Another key element of @tbl-tooeletable is that the largest single
element of costs in the scenario is associated with through freight, as
well as contributions from other purposes for which the logsum model
developed in this study did not include a corresponding methodology.
This was due to data limitations and the modeling approach of the
existing USTM, but it is obvious that a choice-based framework for
examining the costs of through and inbound / outbound traffic is an
important limitation in this scenario and potentially many others.

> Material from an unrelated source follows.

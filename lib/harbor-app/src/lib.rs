//! Process-level scaffolding shared by Harbor binaries.
#![deny(warnings)]
#![deny(missing_docs)]

pub mod logging;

## Prioritization Scenario Results

We now apply the model to compare 40 additional scenarios where
individual highway facilities are removed from the model highway
network. @fig-traveltimerank presents the logsum and travel time results
for all 41 scenarios, ordered by decreasing logsum costs. In other
words, I-15 at the boundary between Utah and Salt Lake Counties is the
most "critical" link analyzed in this exercise as determined by the logsum
method. Were
this link to be cut, the people of Utah would have the highest costs per
day in lost destination and travel access of any other link. Each of the
highest-ranking roads in this analysis is an interstate facility in
northern Utah, which is more heavily populated than the remote areas in
the south. A map showing the locations of these scenarios is given in
@fig-linksmap. The concentration of the highest cost links in the Salt Lake
City metropolitan area is obvious, though the links with the highest
cost are not *in* Salt Lake City where multiple parallel routes exist.
Rather, they are in mountain canyons surrounding the main urban area.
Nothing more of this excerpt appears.